In der Vorbereitungsphase war die Hoffnung nicht so groß, dass diese Olympischen Spiele für Korea eine positive Wende bringen würden. Noch im November fragten mich viele, ob man wegen der Bedrohung durch Nordkorea überhaupt fahren dürfe. Selbst im Januar haben viele nicht glauben wollen, dass diese Olympischen Spiele eine friedliche Entwicklung unterstützen könnten. Aber seitdem – vor allem natürlich durch das gemeinsame Team von süd- und nordkoreanischen Sportlerinnen und Sportlern – hat sich das zum Positiven gewendet. Es war eine Freude, diese Entwicklung vor Ort mitzubekommen. Ich bin sehr oft in Korea, aber diese Gelassenheit und Erleichterung habe ich lange nicht gespürt.

Die Koreanistin erläutert im Gespräch mit dem Bundespräsidenten und seiner Ehefrau, warum der Königspalast Gyeongbokgung im Zuge der Kolonialisierung im 20. Jahrhundert zerstört worden ist.

Die Koreanistin erläutert im Gespräch mit dem Bundespräsidenten und seiner Ehefrau, warum der Königspalast Gyeongbokgung im Zuge der Kolonialisierung im 20. Jahrhundert zerstört worden ist.
Bildquelle: Sandra Steins

Wie machte sich diese gelassene Stimmung bemerkbar?

Vorher stand der Schlagabtausch zwischen US-Präsident Donald Trump und dem nordkoreanischen Diktator Kim Jong Un im Mittelpunkt. Eine militärische Auseinandersetzung war in dieser Zeit nicht ausgeschlossen. Und plötzlich ging es noch darum, wann ein Gipfeltreffen zwischen Kim Jong Un und dem südkoreanischen Präsidenten Moon Jae-in stattfindet.

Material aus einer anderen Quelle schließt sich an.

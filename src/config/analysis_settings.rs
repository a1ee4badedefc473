// ==========================================
// 门店销售分析系统 - 分析参数
// ==========================================
// 职责: 一次计算所需的全部参数 (阈值 + 渗透率下限 + 展示条数)
// 红线: 计算期间不可变,按值传入引擎
// ==========================================

use crate::config::error::{ConfigError, ConfigResult};
use crate::config::thresholds::{ThresholdConfig, ThresholdOverrides};
use serde::{Deserialize, Serialize};

/// 默认高渗透率下限
pub const DEFAULT_MIN_PENETRATION: f64 = 0.7;

/// 高渗透率下限允许范围
pub const MIN_PENETRATION_RANGE: (f64, f64) = (0.5, 0.9);

/// 告警/复苏名单默认展示条数
pub const DEFAULT_DISPLAY_LIMIT: usize = 20;

// ==========================================
// SettingsOverrides - 配置文件格式
// ==========================================
// 示例:
// {
//   "thresholds": { "growth_annual": 0.08 },
//   "min_penetration": 0.6,
//   "display_limit": 10
// }
#[derive(Debug, Clone, Default, PartialEq, Serialize, Deserialize)]
pub struct SettingsOverrides {
    #[serde(default)]
    pub thresholds: ThresholdOverrides,
    #[serde(default)]
    pub min_penetration: Option<f64>,
    #[serde(default)]
    pub display_limit: Option<usize>,
}

// ==========================================
// AnalysisSettings - 校验后的分析参数
// ==========================================
#[derive(Debug, Clone, Copy, PartialEq, Serialize)]
pub struct AnalysisSettings {
    pub thresholds: ThresholdConfig,
    pub min_penetration: f64,
    pub display_limit: usize,
}

impl Default for AnalysisSettings {
    fn default() -> Self {
        Self {
            thresholds: ThresholdConfig::default(),
            min_penetration: DEFAULT_MIN_PENETRATION,
            display_limit: DEFAULT_DISPLAY_LIMIT,
        }
    }
}

impl AnalysisSettings {
    /// 合并覆写并校验
    pub fn from_overrides(overrides: &SettingsOverrides) -> ConfigResult<Self> {
        let thresholds = ThresholdConfig::from_overrides(&overrides.thresholds)?;
        let min_penetration = overrides
            .min_penetration
            .unwrap_or(DEFAULT_MIN_PENETRATION);
        validate_min_penetration(min_penetration)?;

        Ok(Self {
            thresholds,
            min_penetration,
            display_limit: overrides.display_limit.unwrap_or(DEFAULT_DISPLAY_LIMIT),
        })
    }

    /// 替换渗透率下限 (例如命令行参数)
    pub fn with_min_penetration(self, min_penetration: f64) -> ConfigResult<Self> {
        validate_min_penetration(min_penetration)?;
        Ok(Self {
            min_penetration,
            ..self
        })
    }
}

/// 校验高渗透率下限
pub fn validate_min_penetration(value: f64) -> ConfigResult<()> {
    let (min, max) = MIN_PENETRATION_RANGE;
    if !value.is_finite() || value < min || value > max {
        return Err(ConfigError::OutOfRange {
            key: "min_penetration".to_string(),
            value,
            min,
            max,
        });
    }
    Ok(())
}
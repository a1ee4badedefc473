// ==========================================
// 门店销售分析系统 - 数据集快照
// ==========================================
// 职责: 一次计算所用的只读输入 (门店/商品/销售事实 + 能力描述)
// 红线: 计算期间不可变; 数据变化 = 新版本
// ==========================================

use crate::domain::product::{Product, SalesFact};
use crate::domain::store::{PeriodCapabilities, Store};
use serde::{Deserialize, Serialize};
use std::collections::HashMap;

#[derive(Debug, Clone, PartialEq, Serialize, Deserialize)]
pub struct Dataset {
    pub version: String, // 数据集版本 (缓存键的一部分)
    pub capabilities: PeriodCapabilities,
    pub stores: Vec<Store>,
    pub products: Vec<Product>,
    pub sales: Vec<SalesFact>,
}

impl Dataset {
    pub fn new(
        version: impl Into<String>,
        capabilities: PeriodCapabilities,
        stores: Vec<Store>,
        products: Vec<Product>,
        sales: Vec<SalesFact>,
    ) -> Self {
        Self {
            version: version.into(),
            capabilities,
            stores,
            products,
            sales,
        }
    }

    /// 商品ID → 商品 索引
    pub fn product_index(&self) -> HashMap<i64, &Product> {
        self.products.iter().map(|p| (p.product_id, p)).collect()
    }

    /// 按ID查找门店
    pub fn find_store(&self, store_id: i64) -> Option<&Store> {
        self.stores.iter().find(|s| s.store_id == store_id)
    }

    /// 按ID查找商品
    pub fn find_product(&self, product_id: i64) -> Option<&Product> {
        self.products.iter().find(|p| p.product_id == product_id)
    }
}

Man sah in Pyeongchang, dem Austragungsort der Olympischen Spiele, während der Wettkämpfe – abgesehen von den Biathlon-Wettkämpfen – kein Gewehr und keine Angst. Pyeongchang ist ja wirklich ein kleines Dörflein, es ist ungefähr so groß wie Dahlem. Es war sonnig, auch das passte zu der neuen gelassenen Stimmung.

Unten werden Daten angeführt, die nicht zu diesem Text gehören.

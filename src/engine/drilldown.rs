// ==========================================
// 门店销售分析系统 - 下钻明细
// ==========================================
// 门店下钻: 该店销售的全部商品 (本期销售降序)
// 商品下钻: 活跃门店中该商品的全部事实行 (含本期销售为 0 的行,本期销售降序)
//          渗透率口径 (本期销售 > 0) 由 PenetrationEngine 负责
// 孤儿事实: 商品名称/分类从商品目录取,目录缺失时退回事实表冗余字段
// ==========================================

use crate::domain::product::{Product, SalesFact};
use crate::domain::report::{ProductStoreRow, StoreProductRow};
use crate::domain::store::PeriodCapabilities;
use crate::domain::types::PeriodKind;
use crate::engine::change::{optional_pair_change, pair_change};
use std::collections::{HashMap, HashSet};

pub struct DrilldownEngine {
    capabilities: PeriodCapabilities,
}

impl DrilldownEngine {
    pub fn new(capabilities: PeriodCapabilities) -> Self {
        Self { capabilities }
    }

    /// 门店的商品明细
    pub fn store_products(
        &self,
        store_id: i64,
        sales: &[SalesFact],
        catalog: &HashMap<i64, &Product>,
    ) -> Vec<StoreProductRow> {
        let mut rows: Vec<StoreProductRow> = sales
            .iter()
            .filter(|f| f.store_id == store_id)
            .map(|f| {
                let product = catalog.get(&f.product_id);
                StoreProductRow {
                    product_id: f.product_id,
                    product_name: product
                        .map(|p| p.name.clone())
                        .or_else(|| f.product_name.clone()),
                    category: product
                        .and_then(|p| p.category.clone())
                        .or_else(|| f.category.clone()),
                    previous_sales: f.annual.previous,
                    current_sales: f.annual.current,
                    annual_change: pair_change(&f.annual),
                    half_year_change: self.change(f, PeriodKind::HalfYear),
                    quarter_yoy_change: self.change(f, PeriodKind::QuarterYoy),
                    bimonthly_change: self.change(f, PeriodKind::Bimonthly),
                }
            })
            .collect();

        rows.sort_by(|a, b| b.current_sales.total_cmp(&a.current_sales));
        rows
    }

    /// 商品的门店明细 (仅活跃门店)
    pub fn product_stores(
        &self,
        product_id: i64,
        sales: &[SalesFact],
        active_ids: &HashSet<i64>,
    ) -> Vec<ProductStoreRow> {
        let mut rows: Vec<ProductStoreRow> = sales
            .iter()
            .filter(|f| {
                f.product_id == product_id && active_ids.contains(&f.store_id)
            })
            .map(|f| ProductStoreRow {
                store_id: f.store_id,
                store_name: f.store_name.clone(),
                city: f.city.clone(),
                previous_sales: f.annual.previous,
                current_sales: f.annual.current,
                annual_change: pair_change(&f.annual),
            })
            .collect();

        rows.sort_by(|a, b| b.current_sales.total_cmp(&a.current_sales));
        rows
    }

    fn change(&self, fact: &SalesFact, kind: PeriodKind) -> Option<f64> {
        optional_pair_change(self.capabilities.has(kind), fact.period(kind))
    }
}
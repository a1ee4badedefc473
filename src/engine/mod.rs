// ==========================================
// 门店销售分析系统 - 引擎层
// ==========================================
// 职责: 实现指标计算与分类规则
// 红线: 引擎是纯函数,不读文件、不返回错误; 判定规则必须输出 reason
// ==========================================

pub mod activity;
pub mod alert;
pub mod cache;
pub mod change;
pub mod drilldown;
pub mod orchestrator;
pub mod penetration;
pub mod ranking;
pub mod status;
pub mod trend;

// 重导出核心引擎
pub use activity::ActivityPartitioner;
pub use alert::AlertSelector;
pub use cache::ReportCache;
pub use change::{optional_pair_change, pair_change, relative_change};
pub use drilldown::DrilldownEngine;
pub use orchestrator::{AnalyticsOrchestrator, AnalyticsReport};
pub use penetration::PenetrationEngine;
pub use ranking::RankingEngine;
pub use status::{ChangeVector, StatusClassifier, RECOVERY_SECONDARY_REBOUND};
pub use trend::TrendEngine;
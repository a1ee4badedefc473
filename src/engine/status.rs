// ==========================================
// 门店销售分析系统 - 门店状态判定引擎
// ==========================================
// 红线: 状态是"六选一"的判定表,顺序执行,命中即返回
// 红线: 基期销售为 0 的门店永远判定为 NEW
// ==========================================
// 职责: 变化向量 + 阈值 → 状态标签
// 输入: Store + ThresholdConfig + PeriodCapabilities
// 输出: (StatusLabel, status_reason)
// ==========================================

use crate::config::ThresholdConfig;
use crate::domain::store::{PeriodCapabilities, Store};
use crate::domain::types::StatusLabel;
use crate::engine::change::pair_change;
use serde_json::json;

/// 复苏规则中次级周期的固定反弹线
pub const RECOVERY_SECONDARY_REBOUND: f64 = 0.05;

// ==========================================
// ChangeVector - 判定输入
// ==========================================
#[derive(Debug, Clone, Copy, PartialEq)]
pub struct ChangeVector {
    pub baseline: f64,         // 全年基期销售
    pub annual: f64,           // 全年变化率
    pub secondary: f64,        // 次级周期变化率 (半年 或 双月; 无则 0)
    pub tertiary: Option<f64>, // 季度同比变化率 (数据集不含时为 None)
}

// ==========================================
// StatusClassifier - 状态判定引擎
// ==========================================
pub struct StatusClassifier {
    thresholds: ThresholdConfig,
    capabilities: PeriodCapabilities,
}

impl StatusClassifier {
    /// 构造函数
    ///
    /// # 参数
    /// - `thresholds`: 本次计算的阈值 (按值持有,计算期间不可变)
    /// - `capabilities`: 数据集周期能力
    pub fn new(thresholds: ThresholdConfig, capabilities: PeriodCapabilities) -> Self {
        Self {
            thresholds,
            capabilities,
        }
    }

    pub fn thresholds(&self) -> &ThresholdConfig {
        &self.thresholds
    }

    // ==========================================
    // 核心方法
    // ==========================================

    /// 判定门店状态
    pub fn classify(&self, store: &Store) -> StatusLabel {
        self.classify_with_reason(store).0
    }

    /// 判定门店状态 (附带可解释原因)
    pub fn classify_with_reason(&self, store: &Store) -> (StatusLabel, String) {
        let vector = self.change_vector(store);
        self.classify_vector(&vector)
    }

    /// 从门店数据提取判定输入
    ///
    /// 缺失的周期按能力描述降级: 次级周期缺失 → 0, 第三周期缺失 → None
    pub fn change_vector(&self, store: &Store) -> ChangeVector {
        let secondary = self
            .capabilities
            .secondary_period()
            .and_then(|kind| store.period(kind))
            .map(pair_change)
            .unwrap_or(0.0);

        let tertiary = self
            .capabilities
            .tertiary_period()
            .map(|kind| store.period(kind).map(pair_change).unwrap_or(0.0));

        ChangeVector {
            baseline: store.baseline(),
            annual: pair_change(&store.annual),
            secondary,
            tertiary,
        }
    }

    /// 判定表
    ///
    /// 规则（顺序执行，命中即返回）:
    /// 1) baseline = 0 → NEW
    /// 2) annual < danger_annual 且 secondary < danger_secondary → DANGER
    /// 3) annual < erosion_annual 且 secondary > 0.05 且 (tertiary > 0, 若有) → RECOVERY
    /// 4) annual > growth_annual 且 secondary > growth_secondary → GROWTH
    /// 5) stable_lower <= annual <= stable_upper → STABLE
    /// 6) 其他 → EROSION
    pub fn classify_vector(&self, v: &ChangeVector) -> (StatusLabel, String) {
        let t = &self.thresholds;

        // 规则1: 新店
        if v.baseline == 0.0 || v.baseline.is_nan() {
            return (
                StatusLabel::New,
                json!({ "rule": "NEW", "baseline": 0.0 }).to_string(),
            );
        }

        // 规则2: 危险
        if v.annual < t.danger_annual() && v.secondary < t.danger_secondary() {
            return (
                StatusLabel::Danger,
                self.reason("DANGER", v, t.danger_annual(), t.danger_secondary()),
            );
        }

        // 规则3: 复苏 (长周期下滑,短周期反弹)
        let tertiary_ok = v.tertiary.map_or(true, |tertiary| tertiary > 0.0);
        if v.annual < t.erosion_annual() && v.secondary > RECOVERY_SECONDARY_REBOUND && tertiary_ok
        {
            return (
                StatusLabel::Recovery,
                self.reason("RECOVERY", v, t.erosion_annual(), RECOVERY_SECONDARY_REBOUND),
            );
        }

        // 规则4: 增长
        if v.annual > t.growth_annual() && v.secondary > t.growth_secondary() {
            return (
                StatusLabel::Growth,
                self.reason("GROWTH", v, t.growth_annual(), t.growth_secondary()),
            );
        }

        // 规则5: 稳定
        if v.annual >= t.stable_lower() && v.annual <= t.stable_upper() {
            return (
                StatusLabel::Stable,
                self.reason("STABLE", v, t.stable_lower(), t.stable_upper()),
            );
        }

        // 规则6: 兜底
        (
            StatusLabel::Erosion,
            self.reason("EROSION", v, t.stable_lower(), t.stable_upper()),
        )
    }

    fn reason(&self, rule: &str, v: &ChangeVector, bound_a: f64, bound_b: f64) -> String {
        json!({
            "rule": rule,
            "annual_change": v.annual,
            "secondary_change": v.secondary,
            "secondary_period": self.capabilities.secondary_period().map(|k| k.to_string()),
            "tertiary_change": v.tertiary,
            "bounds": [bound_a, bound_b],
        })
        .to_string()
    }
}

// ==========================================
// 单元测试
// ==========================================
#[cfg(test)]
mod tests {
    use super::*;
    use crate::config::ThresholdOverrides;

    fn classifier(capabilities: PeriodCapabilities) -> StatusClassifier {
        StatusClassifier::new(ThresholdConfig::default(), capabilities)
    }

    fn vector(annual: f64, secondary: f64, tertiary: Option<f64>) -> ChangeVector {
        ChangeVector {
            baseline: 100.0,
            annual,
            secondary,
            tertiary,
        }
    }

    #[test]
    fn test_new_store_wins_over_everything() {
        let c = classifier(PeriodCapabilities::full());
        let v = ChangeVector {
            baseline: 0.0,
            annual: -0.9,
            secondary: -0.9,
            tertiary: Some(-0.9),
        };
        assert_eq!(c.classify_vector(&v).0, StatusLabel::New);
    }

    #[test]
    fn test_danger() {
        let c = classifier(PeriodCapabilities::full());
        assert_eq!(c.classify_vector(&vector(-0.20, -0.15, Some(0.1))).0, StatusLabel::Danger);
    }

    #[test]
    fn test_deep_annual_decline_without_secondary_decline() {
        // 年度跌破危险线,但次级周期未跌破 → 不是危险
        let c = classifier(PeriodCapabilities::full());
        assert_eq!(c.classify_vector(&vector(-0.20, -0.05, Some(0.1))).0, StatusLabel::Erosion);
    }

    #[test]
    fn test_recovery_with_tertiary() {
        let c = classifier(PeriodCapabilities::full());
        assert_eq!(c.classify_vector(&vector(-0.10, 0.08, Some(0.02))).0, StatusLabel::Recovery);
        // 季度同比未转正 → 不算复苏,落入侵蚀
        assert_eq!(c.classify_vector(&vector(-0.10, 0.08, Some(-0.02))).0, StatusLabel::Erosion);
    }

    #[test]
    fn test_recovery_without_tertiary_capability() {
        let c = classifier(PeriodCapabilities {
            half_year: true,
            ..PeriodCapabilities::default()
        });
        assert_eq!(c.classify_vector(&vector(-0.10, 0.08, None)).0, StatusLabel::Recovery);
    }

    #[test]
    fn test_growth() {
        let c = classifier(PeriodCapabilities::full());
        assert_eq!(c.classify_vector(&vector(0.10, 0.0, Some(0.0))).0, StatusLabel::Growth);
        // 次级周期跌破增长次级阈值 → 不算增长
        assert_eq!(c.classify_vector(&vector(0.10, -0.08, Some(0.0))).0, StatusLabel::Erosion);
    }

    #[test]
    fn test_stable_bounds_inclusive() {
        let c = classifier(PeriodCapabilities::full());
        assert_eq!(c.classify_vector(&vector(0.05, 0.0, None)).0, StatusLabel::Stable);
        assert_eq!(c.classify_vector(&vector(-0.05, 0.0, None)).0, StatusLabel::Stable);
        assert_eq!(c.classify_vector(&vector(0.0, -0.3, None)).0, StatusLabel::Stable);
    }

    #[test]
    fn test_erosion_fallback() {
        let c = classifier(PeriodCapabilities::full());
        assert_eq!(c.classify_vector(&vector(-0.10, 0.0, None)).0, StatusLabel::Erosion);
    }

    #[test]
    fn test_raising_growth_raises_stable_upper() {
        let thresholds = ThresholdConfig::from_overrides(&ThresholdOverrides {
            growth_annual: Some(0.10),
            ..Default::default()
        })
        .unwrap();
        let c = StatusClassifier::new(thresholds, PeriodCapabilities::full());

        // 0.08 在默认阈值下为增长,调高后落入稳定
        assert_eq!(c.classify_vector(&vector(0.08, 0.0, None)).0, StatusLabel::Stable);
    }

    #[test]
    fn test_annual_only_dataset_degrades() {
        let c = classifier(PeriodCapabilities::annual_only());
        let store = Store::new(1, "S1", crate::domain::PeriodPair::new(100.0, 110.0));

        let v = c.change_vector(&store);
        assert_eq!(v.secondary, 0.0);
        assert_eq!(v.tertiary, None);
        // 次级变化率 0 > growth_secondary(-0.05) → 增长
        assert_eq!(c.classify(&store), StatusLabel::Growth);
    }

    #[test]
    fn test_bimonthly_used_as_secondary_without_half_year() {
        let c = classifier(PeriodCapabilities {
            bimonthly: true,
            ..PeriodCapabilities::default()
        });
        let mut store = Store::new(1, "S1", crate::domain::PeriodPair::new(100.0, 80.0));
        store.bimonthly = Some(crate::domain::PeriodPair::new(100.0, 85.0));

        assert_eq!(c.classify(&store), StatusLabel::Danger);
    }

    #[test]
    fn test_reason_is_json() {
        let c = classifier(PeriodCapabilities::full());
        let (_, reason) = c.classify_vector(&vector(-0.20, -0.15, Some(0.1)));
        let value: serde_json::Value = serde_json::from_str(&reason).unwrap();

        assert_eq!(value["rule"], "DANGER");
        assert_eq!(value["secondary_period"], "HALF_YEAR");
    }
}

Welche Szene von der Reise ist Ihnen besonders im Kopf geblieben?

Bei einer öffentlichen Diskussion mit koreanischen Politikerinnen und Politikern ging es um die Frage, ob die deutsche Einheit ein Modell für Korea sein könnte oder nicht. Ein Politiker aus dem konservativen Lager sagte, die deutsche Einheit sei noch nicht vollzogen, woraufhin die deutsche Delegation mit großem Erstaunen reagierte. Bundespräsident Steinmeier blieb ganz ruhig und fragte nach; der koreanische Politiker erklärte, dass es keine Deutsche Einheit geben könne, da Österreich noch nicht in diese Einheit aufgenommen sei. Dieser konservative Politiker hatte offensichtlich ein ganz anderes Bild von der deutschen Einheit. Er wollte eigentlich die Ostpolitik des früheren Bundeskanzlers Willy Brandt diffamieren. Daraufhin erklärte der Bundespräsident, wie es in Deutschland während der Kanzlerschaft von Willy Brandt war, er klärte über die Konflikte in Deutschland und die Ostpolitik auf.

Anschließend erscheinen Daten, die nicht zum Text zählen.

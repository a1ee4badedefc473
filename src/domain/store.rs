// ==========================================
// 门店销售分析系统 - 门店领域模型
// ==========================================
// 职责: 门店实体 + 周期数据对 + 数据集能力描述
// 红线: 派生字段不落在输入实体上,每次全量重算
// ==========================================

use crate::domain::types::{PeriodKind, StatusLabel};
use serde::{Deserialize, Serialize};

// ==========================================
// PeriodPair - 周期数据对 (上期, 本期)
// ==========================================
#[derive(Debug, Clone, Copy, PartialEq, Default, Serialize, Deserialize)]
pub struct PeriodPair {
    pub previous: f64, // 基期
    pub current: f64,  // 本期
}

impl PeriodPair {
    pub fn new(previous: f64, current: f64) -> Self {
        Self { previous, current }
    }
}

// ==========================================
// PeriodCapabilities - 数据集周期能力描述
// ==========================================
// 全年数据对必有; 其余周期视数据集版本而定
// 引擎根据此描述裁剪规则,不在调用点探测列是否存在
#[derive(Debug, Clone, Copy, PartialEq, Eq, Hash, Default, Serialize, Deserialize)]
pub struct PeriodCapabilities {
    pub half_year: bool,   // 6v6 (H1/H2)
    pub quarter_yoy: bool, // 3v3 同比
    pub quarter_seq: bool, // Q2/Q3 环比
    pub bimonthly: bool,   // 2v2
}

impl PeriodCapabilities {
    /// 仅全年数据
    pub fn annual_only() -> Self {
        Self::default()
    }

    /// 全部周期齐备
    pub fn full() -> Self {
        Self {
            half_year: true,
            quarter_yoy: true,
            quarter_seq: true,
            bimonthly: true,
        }
    }

    pub fn has(&self, kind: PeriodKind) -> bool {
        match kind {
            PeriodKind::Annual => true,
            PeriodKind::HalfYear => self.half_year,
            PeriodKind::QuarterYoy => self.quarter_yoy,
            PeriodKind::QuarterSeq => self.quarter_seq,
            PeriodKind::Bimonthly => self.bimonthly,
        }
    }

    /// 状态判定使用的次级周期: 优先半年,其次双月
    pub fn secondary_period(&self) -> Option<PeriodKind> {
        if self.half_year {
            Some(PeriodKind::HalfYear)
        } else if self.bimonthly {
            Some(PeriodKind::Bimonthly)
        } else {
            None
        }
    }

    /// 复苏规则的第三周期 (季度同比),仅在数据集提供时生效
    pub fn tertiary_period(&self) -> Option<PeriodKind> {
        if self.quarter_yoy {
            Some(PeriodKind::QuarterYoy)
        } else {
            None
        }
    }
}

// ==========================================
// Store - 门店 (输入实体)
// ==========================================
#[derive(Debug, Clone, PartialEq, Serialize, Deserialize)]
pub struct Store {
    pub store_id: i64,        // 门店ID (唯一)
    pub name: String,         // 门店名称
    pub city: Option<String>, // 城市

    // ===== 周期销售 =====
    pub annual: PeriodPair,              // 全年 (必有)
    pub half_year: Option<PeriodPair>,   // 半年
    pub quarter_yoy: Option<PeriodPair>, // 季度同比
    pub quarter_seq: Option<PeriodPair>, // 季度环比
    pub bimonthly: Option<PeriodPair>,   // 双月
}

impl Store {
    pub fn new(store_id: i64, name: impl Into<String>, annual: PeriodPair) -> Self {
        Self {
            store_id,
            name: name.into(),
            city: None,
            annual,
            half_year: None,
            quarter_yoy: None,
            quarter_seq: None,
            bimonthly: None,
        }
    }

    /// 按周期类型取数据对
    pub fn period(&self, kind: PeriodKind) -> Option<&PeriodPair> {
        match kind {
            PeriodKind::Annual => Some(&self.annual),
            PeriodKind::HalfYear => self.half_year.as_ref(),
            PeriodKind::QuarterYoy => self.quarter_yoy.as_ref(),
            PeriodKind::QuarterSeq => self.quarter_seq.as_ref(),
            PeriodKind::Bimonthly => self.bimonthly.as_ref(),
        }
    }

    /// 基期销售 (上年)
    pub fn baseline(&self) -> f64 {
        self.annual.previous
    }

    /// 本期销售 (本年)
    pub fn current_sales(&self) -> f64 {
        self.annual.current
    }
}

// ==========================================
// StoreMetrics - 门店派生指标 (输出行)
// ==========================================
// 用途: 增强后的门店表,供展示层与导出使用
// 变化率字段: 数据集不含该周期时为 None
#[derive(Debug, Clone, PartialEq, Serialize, Deserialize)]
pub struct StoreMetrics {
    pub store: Store,

    // ===== 变化率 =====
    pub annual_change: f64,
    pub half_year_change: Option<f64>,
    pub quarter_yoy_change: Option<f64>,
    pub quarter_seq_change: Option<f64>,
    pub bimonthly_change: Option<f64>,

    // ===== 分类与排名 =====
    pub status: StatusLabel,
    pub status_reason: String, // 可解释性 (JSON)
    pub is_active: bool,
    pub rank: Option<u32>, // 仅活跃门店参与排名
}

impl StoreMetrics {
    pub fn store_id(&self) -> i64 {
        self.store.store_id
    }

    pub fn name(&self) -> &str {
        &self.store.name
    }

    pub fn city(&self) -> Option<&str> {
        self.store.city.as_deref()
    }

    pub fn previous_sales(&self) -> f64 {
        self.store.annual.previous
    }

    pub fn current_sales(&self) -> f64 {
        self.store.annual.current
    }
}

#[cfg(test)]
mod tests {
    use super::*;

    #[test]
    fn test_secondary_period_priority() {
        assert_eq!(
            PeriodCapabilities::full().secondary_period(),
            Some(PeriodKind::HalfYear)
        );

        let bimonthly_only = PeriodCapabilities {
            bimonthly: true,
            ..PeriodCapabilities::default()
        };
        assert_eq!(bimonthly_only.secondary_period(), Some(PeriodKind::Bimonthly));
        assert_eq!(PeriodCapabilities::annual_only().secondary_period(), None);
    }

    #[test]
    fn test_store_period_lookup() {
        let mut store = Store::new(1, "S1", PeriodPair::new(100.0, 120.0));
        store.bimonthly = Some(PeriodPair::new(20.0, 15.0));

        assert_eq!(store.period(PeriodKind::Annual).map(|p| p.current), Some(120.0));
        assert_eq!(store.period(PeriodKind::Bimonthly).map(|p| p.current), Some(15.0));
        assert!(store.period(PeriodKind::HalfYear).is_none());
        assert_eq!(store.baseline(), 100.0);
    }
}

Was nehmen Sie von der Reise mit?

Es hat sich gezeigt, wie wichtig es ist, die Arbeit im deutsch-koreanischen Beratungsgremium fortzusetzen. Auch aus der Sicht der Koreastudien ist es wichtig, in die Bundesregierung und den Bundestag differenzierte Informationen über Korea einzubringen. Wir arbeiten bereits stark daran, wie Erfahrungen der deutschen Vereinigung nach Korea transferiert werden können. Meiner Ansicht nach besteht die Aufgabe der Forschung aber nicht nur darin, diesen Wissenstransfer anzuregen, sondern auch, daran mitzuwirken, dass Frieden auf die koreanische Halbinsel kommt.